Дальнейшей конкретизацией установки критической теории позднего модерна является ее переориентация с традиционной политики эмансипации на политику жизни (life politics). Действительно, динамизм модерных институтов изначально стимулировался идеями человеческой эмансипации. При этом первоначально имелась в виду эмансипация от догматических императивов традиции и религии, впоследствии на передний план вышли социальная несправедливость и эксплуатация одних людей другими. «Я определяю политику эмансипации как общую точку зрения, связанную прежде всего с освобождением индивидуумов и групп от ограничений, которые оказывают неблагоприятное воздействие на их жизненные шансы» [19, p. 210]. Мобилизующий принцип поведения, стоящий за большинством версий политики эмансипации, — это принцип автономии. Эта политика предполагает, что индивид способен к свободному и ответственному действию в социальной среде, однако находится в фактических условиях подавления, от которого и надлежит избавиться. Хотя и было бы некоторым упрощением считать, что в центре политики жизни находятся вопросы, возникающие тогда, когда индивидуумы уже достигли определенного уровня эмансипированности, но в принципиальном плане их соотношение можно определить именно так. В то время как политика эмансипации является политикой жизненных шансов, политика жизни, являющаяся характерной чертой позднего модерна, — это политика стиля жизни; именно для эмансипированных индивидов на передний план выходит вопрос собственной идентичности. «Дадим формальную дефиницию: политика жизни касается политических проблем, порождаемых процессами самоактуализации в посттрадиционных контекстах, где глобализующие влияния глубоко проникают в рефлексивный проект самости, и, наоборот, где процессы самореализации оказывают воздействие на глобальные стратегии» [19, p. 214].

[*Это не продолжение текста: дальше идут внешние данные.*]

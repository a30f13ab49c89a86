//! Client-side shopping cart

use serde::{Deserialize, Serialize};

use super::catalog::Product;

/// A product line in the cart
#[derive(Debug, Clone, PartialEq, Serialize, Deserialize)]
pub struct CartItem {
    pub id: u64,
    pub title: String,
    pub price: f64,
    pub thumbnail: String,
    pub quantity: u32,
}

impl CartItem {
    pub fn line_total(&self) -> f64 {
        self.price * self.quantity as f64
    }
}

/// Cart contents in the order products were first added
#[derive(Debug, Clone, Default, PartialEq, Serialize, Deserialize)]
pub struct Cart {
    items: Vec<CartItem>,
}

impl Cart {
    pub fn new() -> Self {
        Self::default()
    }

    pub fn items(&self) -> &[CartItem] {
        &self.items
    }

    pub fn is_empty(&self) -> bool {
        self.items.is_empty()
    }

    /// Add one unit of a product
    pub fn add(&mut self, product: &Product) {
        if let Some(item) = self.find_mut(product.id) {
            item.quantity += 1;
            return;
        }
        self.items.push(CartItem {
            id: product.id,
            title: product.title.clone(),
            price: product.price,
            thumbnail: product.thumbnail.clone(),
            quantity: 1,
        });
    }

    /// One more unit of a product already in the cart
    pub fn increase(&mut self, id: u64) {
        if let Some(item) = self.find_mut(id) {
            item.quantity += 1;
        }
    }

    /// One less unit; the line disappears at zero
    pub fn decrease(&mut self, id: u64) {
        if let Some(item) = self.find_mut(id) {
            item.quantity = item.quantity.saturating_sub(1);
        }
        self.items.retain(|item| item.quantity > 0);
    }

    pub fn remove(&mut self, id: u64) {
        self.items.retain(|item| item.id != id);
    }

    pub fn clear(&mut self) {
        self.items.clear();
    }

    /// Units of a product in the cart (0 if absent)
    pub fn quantity_of(&self, id: u64) -> u32 {
        self.items
            .iter()
            .find(|item| item.id == id)
            .map(|item| item.quantity)
            .unwrap_or(0)
    }

    /// Total units across all lines
    pub fn item_count(&self) -> u32 {
        self.items.iter().map(|item| item.quantity).sum()
    }

    pub fn total_price(&self) -> f64 {
        self.items.iter().map(CartItem::line_total).sum()
    }

    /// Total formatted to cents, as shown at checkout
    pub fn total_display(&self) -> String {
        format!("${:.2}", self.total_price())
    }

    fn find_mut(&mut self, id: u64) -> Option<&mut CartItem> {
        self.items.iter_mut().find(|item| item.id == id)
    }
}
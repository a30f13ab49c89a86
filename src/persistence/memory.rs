use std::collections::HashMap;

use super::{Storage, StorageError, validate_key};

/// In-memory storage; contents are lost when dropped
#[derive(Debug, Clone, Default)]
pub struct MemoryStorage {
    items: HashMap<String, String>,
}

impl MemoryStorage {
    pub fn new() -> Self {
        Self::default()
    }

    pub fn len(&self) -> usize {
        self.items.len()
    }

    pub fn is_empty(&self) -> bool {
        self.items.is_empty()
    }
}

impl Storage for MemoryStorage {
    fn get_item(&self, key: &str) -> Result<Option<String>, StorageError> {
        validate_key(key)?;
        Ok(self.items.get(key).cloned())
    }

    fn set_item(&mut self, key: &str, value: &str) -> Result<(), StorageError> {
        validate_key(key)?;
        self.items.insert(key.to_string(), value.to_string());
        Ok(())
    }

    fn remove_item(&mut self, key: &str) -> Result<(), StorageError> {
        validate_key(key)?;
        self.items.remove(key);
        Ok(())
    }
}
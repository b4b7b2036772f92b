//! Optional in-process L1 layer
//!
//! Holds encoded envelopes in a Moka cache. An entry lives no longer than the
//! TTL of the shared entry it copies, capped by the L1 TTL. Invalidations are
//! applied locally right away and broadcast over Redis pub/sub; a subscriber
//! task owned by the engine applies peers' invalidations. If a message is
//! lost, the L1 TTL bounds how long a peer can serve the old entry.

use std::sync::Arc;
use std::sync::atomic::{AtomicU64, Ordering};
use std::time::Duration;

use futures::StreamExt;
use moka::Expiry;
use moka::future::Cache;
use tokio::task::JoinHandle;
use tokio::time::Instant;
use tracing::{debug, error, warn};

use crate::LocalCacheConfig;

const INITIAL_BACKOFF: Duration = Duration::from_millis(100);
const MAX_BACKOFF: Duration = Duration::from_secs(2);

#[derive(Clone)]
struct LocalEntry {
    bytes: Arc<[u8]>,
    ttl: Duration,
    expires_at: Instant,
}

/// Expires each entry after its own TTL instead of one cache-wide value.
struct EntryExpiry;

impl Expiry<String, LocalEntry> for EntryExpiry {
    fn expire_after_create(
        &self,
        _key: &String,
        value: &LocalEntry,
        _created_at: std::time::Instant,
    ) -> Option<Duration> {
        Some(value.ttl)
    }

    fn expire_after_update(
        &self,
        _key: &String,
        value: &LocalEntry,
        _updated_at: std::time::Instant,
        _duration_until_expiry: Option<Duration>,
    ) -> Option<Duration> {
        Some(value.ttl)
    }
}

#[derive(Clone)]
pub(crate) struct LocalCache {
    entries: Cache<String, LocalEntry>,
    /// Bumped by every invalidation, local or from a peer.
    epoch: Arc<AtomicU64>,
    max_ttl: Duration,
    topic: String,
    publish: bool,
}

impl LocalCache {
    pub(crate) fn new(config: &LocalCacheConfig) -> Self {
        let entries = Cache::builder()
            .max_capacity(config.max_capacity)
            .expire_after(EntryExpiry)
            .build();
        Self {
            entries,
            epoch: Arc::new(AtomicU64::new(0)),
            max_ttl: config.ttl,
            topic: config.topic.clone(),
            publish: config.enable_pubsub,
        }
    }

    /// Current invalidation epoch. Read it before the backend read whose
    /// result is later passed to [`insert`](Self::insert).
    pub(crate) fn epoch(&self) -> u64 {
        self.epoch.load(Ordering::SeqCst)
    }

    pub(crate) async fn get(&self, key: &str) -> Option<Arc<[u8]>> {
        let entry = self.entries.get(key).await?;
        if entry.expires_at <= Instant::now() {
            self.entries.invalidate(key).await;
            return None;
        }
        Some(entry.bytes)
    }

    /// Cache `bytes` for at most `ttl`, capped by the configured L1 TTL.
    ///
    /// `epoch` is the value of [`epoch`](Self::epoch) taken before the bytes
    /// were read. If any invalidation ran since, the entry is dropped again:
    /// either this check sees the new epoch, or the invalidation's own removal
    /// runs after the insert.
    pub(crate) async fn insert(&self, key: &str, bytes: Arc<[u8]>, ttl: Duration, epoch: u64) {
        let ttl = ttl.min(self.max_ttl);
        if ttl.is_zero() {
            return;
        }
        let entry = LocalEntry {
            bytes,
            ttl,
            expires_at: Instant::now() + ttl,
        };
        self.entries.insert(key.to_owned(), entry).await;
        if self.epoch() != epoch {
            debug!("Key {} was invalidated during its read; dropping L1 copy", key);
            self.entries.invalidate(key).await;
        }
    }

    pub(crate) async fn invalidate(&self, keys: &[String]) {
        self.epoch.fetch_add(1, Ordering::SeqCst);
        for key in keys {
            self.entries.invalidate(key).await;
        }
    }

    /// Channel to broadcast invalidations on, if pub/sub is enabled.
    pub(crate) fn topic(&self) -> Option<&str> {
        self.publish.then_some(self.topic.as_str())
    }

    /// Spawn the task applying invalidations published by other instances.
    pub(crate) fn spawn_subscriber(&self, client: redis::Client) -> JoinHandle<()> {
        tokio::spawn(subscribe_loop(client, self.clone()))
    }

    async fn apply_invalidation(&self, payload: &str) {
        match serde_json::from_str::<Vec<String>>(payload) {
            Ok(keys) => {
                self.invalidate(&keys).await;
                debug!("L1 invalidated {} keys from peer", keys.len());
            }
            Err(e) => warn!("Unable to parse invalidation payload {}: {}", payload, e),
        }
    }
}

async fn subscribe_loop(client: redis::Client, local: LocalCache) {
    let topic = local.topic.clone();
    let mut delay = INITIAL_BACKOFF;
    loop {
        match client.get_async_pubsub().await {
            Ok(mut pubsub) => match pubsub.subscribe(&topic).await {
                Ok(()) => {
                    debug!("Subscribed to invalidation topic {}", topic);
                    delay = INITIAL_BACKOFF;
                    let mut messages = pubsub.on_message();
                    while let Some(msg) = messages.next().await {
                        match msg.get_payload::<String>() {
                            Ok(payload) => local.apply_invalidation(&payload).await,
                            Err(e) => {
                                warn!("Failed to decode invalidation payload on {}: {}", topic, e);
                            }
                        }
                    }
                    warn!("Invalidation subscription on {} closed; reconnecting", topic);
                }
                Err(e) => warn!("Failed to subscribe to {}: {}", topic, e),
            },
            Err(e) => error!("Failed to open pub/sub connection: {}", e),
        }

        tokio::time::sleep(delay).await;
        delay = delay.saturating_mul(2).min(MAX_BACKOFF);
    }
}
//! Order-independent fingerprints of identifier sets
//!
//! A client holding a copy of a set (e.g. its conversation ids) compares the
//! fingerprint it last saw with the current one instead of downloading the set.

use md5::{Digest, Md5};

const DELIMITER: &str = ";";

/// Fingerprint a set of identifiers.
///
/// The ids are sorted ascending, joined with `;` and MD5-hashed; the first
/// four digest bytes (eight hex digits) are read as a big-endian integer.
/// Input order never affects the result.
pub fn fingerprint<S: AsRef<str>>(ids: &[S]) -> u64 {
    let mut sorted: Vec<&str> = ids.iter().map(AsRef::as_ref).collect();
    sorted.sort_unstable();
    let digest = Md5::digest(sorted.join(DELIMITER).as_bytes());
    u64::from(u32::from_be_bytes([digest[0], digest[1], digest[2], digest[3]]))
}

Таким образом, вопросы политики жизни приобретают для критической теории первостепенное значение в результате объединенного воздействия глобализации и детрадиционализации; более того, политика жизни вообще становится центральным феноменом политической сферы позднего модерна. Для адекватного восприятия этого тезиса следует учитывать, что забота о самореализации вовсе не тождественна нарциссическому бегству от неподконтрольного индивиду и чуждого ему мира, она означает установку на позитивное присвоение обстоятельств, в которых глобальные влияния воздействуют на повседневную жизнь. Политика жизни не имеет также ничего общего с неолиберальным восхвалением индивидуализма, понимаемого по образцу рыночного поведения, ориентированного на максимальную прибыль. Действительно, политика жизни предполагает индивидуальную автономию, которая, однако, не тождественна эгоизму: она предполагает взаимность и взаимозависимость.

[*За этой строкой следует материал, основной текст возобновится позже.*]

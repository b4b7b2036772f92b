//! Deferred cache invalidation
//!
//! A write to the store is followed by removing every cache key it affects.
//! [`PendingInvalidation`] collects those keys without doing any I/O, possibly
//! across several domain calls, and deletes them in one explicit
//! [`commit`](PendingInvalidation::commit) issued after the store write is
//! durable.
//!
//! ```ignore
//! store.update_conversation(&conv).await?;
//! cache
//!     .del_conversations(&conv.owner_user_id, &[conv.conversation_id.as_str()])
//!     .merge(&cache.del_user_recv_msg_opt(&conv.owner_user_id, &conv.conversation_id))
//!     .commit()
//!     .await?;
//! ```

use std::collections::HashSet;
use std::sync::Arc;

use tracing::{debug, warn};

use crate::{CacheEngine, CacheError, CacheKey};

/// An immutable, ordered set of keys slated for deletion.
///
/// `with` and `merge` return new units and leave the receiver untouched.
/// `commit` may be called any number of times; deleting an absent key is not
/// an error.
#[derive(Debug, Clone)]
#[must_use = "queued invalidations do nothing until `commit` is called"]
pub struct PendingInvalidation {
    engine: CacheEngine,
    keys: Arc<[CacheKey]>,
    /// Lengths of runs of `keys` that must be deleted in one backend call.
    groups: Arc<[usize]>,
}

impl PendingInvalidation {
    pub(crate) fn new(engine: CacheEngine) -> Self {
        Self {
            engine,
            keys: Arc::from(Vec::new()),
            groups: Arc::from(Vec::new()),
        }
    }

    /// A new unit holding this unit's keys followed by any new ones in `keys`.
    pub fn with<I, K>(&self, keys: I) -> Self
    where
        I: IntoIterator<Item = K>,
        K: Into<CacheKey>,
    {
        self.extend(keys.into_iter().map(|key| vec![key.into()]))
    }

    /// Like [`with`](Self::with), but the new keys are always deleted
    /// together, e.g. a list and the fingerprint derived from it.
    pub fn with_linked<I, K>(&self, keys: I) -> Self
    where
        I: IntoIterator<Item = K>,
        K: Into<CacheKey>,
    {
        self.extend([keys.into_iter().map(Into::into).collect()])
    }

    /// A new unit holding the keys of both units.
    pub fn merge(&self, other: &Self) -> Self {
        self.extend(other.groups().map(<[CacheKey]>::to_vec))
    }

    fn extend(&self, groups: impl IntoIterator<Item = Vec<CacheKey>>) -> Self {
        let mut keys: Vec<CacheKey> = self.keys.to_vec();
        let mut lengths: Vec<usize> = self.groups.to_vec();
        let mut seen: HashSet<CacheKey> = keys.iter().cloned().collect();
        for group in groups {
            let before = keys.len();
            for key in group {
                if seen.insert(key.clone()) {
                    keys.push(key);
                }
            }
            if keys.len() > before {
                lengths.push(keys.len() - before);
            }
        }
        Self {
            engine: self.engine.clone(),
            keys: Arc::from(keys),
            groups: Arc::from(lengths),
        }
    }

    fn groups(&self) -> impl Iterator<Item = &[CacheKey]> {
        let mut start = 0;
        self.groups.iter().map(move |len| {
            let group = &self.keys[start..start + len];
            start += len;
            group
        })
    }

    /// Split the keys into chunks of at most `size`, never splitting a linked
    /// group. A group larger than `size` forms its own chunk.
    pub(crate) fn chunks(&self, size: usize) -> Vec<&[CacheKey]> {
        let mut chunks = Vec::new();
        let mut start = 0;
        let mut end = 0;
        for len in self.groups.iter() {
            if end > start && end - start + len > size {
                chunks.push(&self.keys[start..end]);
                start = end;
            }
            end += len;
        }
        if end > start {
            chunks.push(&self.keys[start..end]);
        }
        chunks
    }

    pub fn keys(&self) -> &[CacheKey] {
        &self.keys
    }

    pub fn len(&self) -> usize {
        self.keys.len()
    }

    pub fn is_empty(&self) -> bool {
        self.keys.is_empty()
    }

    /// Delete every queued key.
    ///
    /// Call only after the triggering store write has been applied. Keys are
    /// deleted in chunks of about `invalidate_batch_size`, each removed by one
    /// backend call; keys queued together with `with_linked` share a chunk.
    /// A chunk failing with a retryable error is retried up to
    /// `invalidate_retries` times.
    pub async fn commit(&self) -> Result<(), CacheError> {
        let config = self.engine.config();
        for chunk in self.chunks(config.invalidate_batch_size) {
            let mut attempt = 0u32;
            loop {
                match self.engine.invalidate(chunk).await {
                    Ok(()) => break,
                    Err(e) if e.is_retryable() && attempt < config.invalidate_retries => {
                        attempt += 1;
                        warn!(
                            "Invalidation attempt {} of {} keys failed: {}. Retrying.",
                            attempt,
                            chunk.len(),
                            e
                        );
                        tokio::time::sleep(config.retry_interval).await;
                    }
                    Err(e) => return Err(e),
                }
            }
        }
        debug!("Committed invalidation of {} keys", self.keys.len());
        Ok(())
    }
}
//! imcache - Cache-aside consistency engine
//!
//! This library keeps a shared Redis cache consistent with an authoritative
//! store for the data domains of a messaging server:
//! - Read-through `get_or_fetch` / `get_or_fetch_many` with fetch closures
//! - Single-flight misses, in-process and across processes (lease-bounded locks)
//! - Tombstones for confirmed-absent records, with their own shorter TTL
//! - Deferred, composable invalidation committed after the store write
//! - Order-independent fingerprints of identifier sets
//! - Optional in-process L1 layer with Redis pub/sub invalidation
//!
//! Domain adapters such as [`ConversationCache`] hold a [`CacheEngine`] and a
//! store adapter; they return [`PendingInvalidation`] units from their delete
//! methods instead of deleting right away.

mod backend;
mod batch;
mod config;
pub mod conversation;
mod engine;
mod entry;
mod error;
mod fingerprint;
mod flight;
mod invalidation;
mod key;
mod local_cache;
mod memory_backend;
mod redis_backend;
mod telemetry;

pub use backend::{CacheBackend, lock_key};
pub use batch::BatchResult;
pub use config::{CacheConfig, LocalCacheConfig};
pub use conversation::{Conversation, ConversationCache, ConversationStore};
pub use engine::CacheEngine;
pub use entry::{Cacheable, Envelope};
pub use error::{BoxError, CacheError, SharedError};
pub use fingerprint::fingerprint;
pub use invalidation::PendingInvalidation;
pub use key::CacheKey;
pub use memory_backend::MemoryBackend;
pub use redis_backend::RedisBackend;

// Re-export async_trait for implementors of the backend and store traits
pub use async_trait::async_trait;
//! In-process cache backend
//!
//! Implements the full [`CacheBackend`] protocol, lock records included, on a
//! mutex-guarded map. Expiry follows `tokio::time`, so tests running with a
//! paused clock can advance past TTLs deterministically. Several engines
//! sharing one `Arc<MemoryBackend>` behave like several processes sharing one
//! Redis.

use std::collections::HashMap;
use std::sync::Arc;
use std::sync::atomic::{AtomicBool, Ordering};
use std::time::Duration;

use async_trait::async_trait;
use tokio::sync::Mutex;
use tokio::time::Instant;

use crate::CacheError;
use crate::backend::{CacheBackend, STALE_SUFFIX};

struct Slot {
    value: Vec<u8>,
    expires_at: Instant,
}

struct LockRecord {
    owner: String,
    expires_at: Instant,
}

#[derive(Default)]
struct State {
    values: HashMap<String, Slot>,
    locks: HashMap<String, LockRecord>,
}

impl State {
    fn live_value(&mut self, key: &str, now: Instant) -> Option<&Slot> {
        if self.values.get(key).is_some_and(|slot| slot.expires_at <= now) {
            self.values.remove(key);
        }
        self.values.get(key)
    }

    fn live_lock(&mut self, key: &str, now: Instant) -> Option<&mut LockRecord> {
        if self.locks.get(key).is_some_and(|lock| lock.expires_at <= now) {
            self.locks.remove(key);
        }
        self.locks.get_mut(key)
    }
}

/// In-memory [`CacheBackend`]
#[derive(Default)]
pub struct MemoryBackend {
    state: Mutex<State>,
    unavailable: AtomicBool,
}

impl MemoryBackend {
    pub fn new() -> Arc<Self> {
        Arc::new(Self::default())
    }

    /// Make every call fail with `CacheError::Backend`, simulating an outage.
    pub fn set_unavailable(&self, unavailable: bool) {
        self.unavailable.store(unavailable, Ordering::SeqCst);
    }

    /// True if `key` holds an unexpired entry.
    pub async fn contains(&self, key: &str) -> bool {
        let mut state = self.state.lock().await;
        state.live_value(key, Instant::now()).is_some()
    }

    /// True if a live lock record exists for `key`.
    pub async fn is_locked(&self, key: &str) -> bool {
        let mut state = self.state.lock().await;
        state.live_lock(key, Instant::now()).is_some()
    }

    /// Number of unexpired entries.
    pub async fn len(&self) -> usize {
        let now = Instant::now();
        let state = self.state.lock().await;
        state
            .values
            .values()
            .filter(|slot| slot.expires_at > now)
            .count()
    }

    fn check_available(&self) -> Result<(), CacheError> {
        if self.unavailable.load(Ordering::SeqCst) {
            return Err(CacheError::Backend(Arc::new(std::io::Error::new(
                std::io::ErrorKind::ConnectionRefused,
                "memory backend marked unavailable",
            ))));
        }
        Ok(())
    }
}

#[async_trait]
impl CacheBackend for MemoryBackend {
    async fn get(&self, key: &str) -> Result<Option<Vec<u8>>, CacheError> {
        self.check_available()?;
        let mut state = self.state.lock().await;
        Ok(state
            .live_value(key, Instant::now())
            .map(|slot| slot.value.clone()))
    }

    async fn set(&self, key: &str, value: &[u8], ttl: Duration) -> Result<(), CacheError> {
        self.check_available()?;
        let mut state = self.state.lock().await;
        state.values.insert(
            key.to_owned(),
            Slot {
                value: value.to_vec(),
                expires_at: Instant::now() + ttl,
            },
        );
        Ok(())
    }

    async fn delete(&self, keys: &[String]) -> Result<(), CacheError> {
        self.check_available()?;
        let now = Instant::now();
        let mut state = self.state.lock().await;
        for key in keys {
            state.values.remove(key);
            if let Some(lock) = state.live_lock(key, now)
                && !lock.owner.ends_with(STALE_SUFFIX)
            {
                lock.owner.push_str(STALE_SUFFIX);
            }
        }
        Ok(())
    }

    async fn try_lock(
        &self,
        key: &str,
        token: &str,
        lease: Duration,
    ) -> Result<bool, CacheError> {
        self.check_available()?;
        let now = Instant::now();
        let mut state = self.state.lock().await;
        if state.live_lock(key, now).is_some() {
            return Ok(false);
        }
        state.locks.insert(
            key.to_owned(),
            LockRecord {
                owner: token.to_owned(),
                expires_at: now + lease,
            },
        );
        Ok(true)
    }

    async fn set_locked(
        &self,
        key: &str,
        token: &str,
        value: &[u8],
        ttl: Duration,
    ) -> Result<bool, CacheError> {
        self.check_available()?;
        let now = Instant::now();
        let mut state = self.state.lock().await;
        let Some(lock) = state.live_lock(key, now) else {
            return Ok(false);
        };
        if lock.owner == token {
            state.locks.remove(key);
            state.values.insert(
                key.to_owned(),
                Slot {
                    value: value.to_vec(),
                    expires_at: now + ttl,
                },
            );
            return Ok(true);
        }
        if lock.owner.strip_suffix(STALE_SUFFIX) == Some(token) {
            state.locks.remove(key);
        }
        Ok(false)
    }

    async fn unlock(&self, key: &str, token: &str) -> Result<bool, CacheError> {
        self.check_available()?;
        let now = Instant::now();
        let mut state = self.state.lock().await;
        let owned = state.live_lock(key, now).is_some_and(|lock| {
            lock.owner == token || lock.owner.strip_suffix(STALE_SUFFIX) == Some(token)
        });
        if owned {
            state.locks.remove(key);
        }
        Ok(owned)
    }
}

Сегодня, отмечает Гидденс, преобладает скептицизм в отношении самой возможности универсальных ценностей, и это умонастроение кажется совершенно оправданным опытом множественности культурных традиций и этических систем. Однако фрагментация и плюрализация — это лишь одна сторона сегодняшней социальной жизни, другой стороной которой являются как раз универсально разделяемые ценности, вытекающие из ситуации глобальной взаимозависимости, которая предполагает космополитическое принятие различий. Мы живем в мире, говорит Гидденс, где много иных, чем мы сами, но где в то же время вообще нет совершенно чужих: мир без чужих — это мир, где все люди имеют общие интересы уже просто в силу того, что они сталкиваются с глобальными рисками, общими для всех. Отсюда следует, что универсальные ценности, формирующиеся сегодня и являющиеся «приводными механизмами» радикальной политики, рождаются опытом глобального космополитизма: новая этика предполагает признание святости человеческой жизни и всеобщего права на счастье и самореализацию в сочетании с обязанностью содействовать развитию космополитической солидарности и сохранению среды человеческого существования. Как видим, универсальные ценности вовсе не исчезают в глобализующемся посттрадиционном обществе; напротив, возможно, впервые в человеческой истории они получают реальную точку опоры [20, p. 253].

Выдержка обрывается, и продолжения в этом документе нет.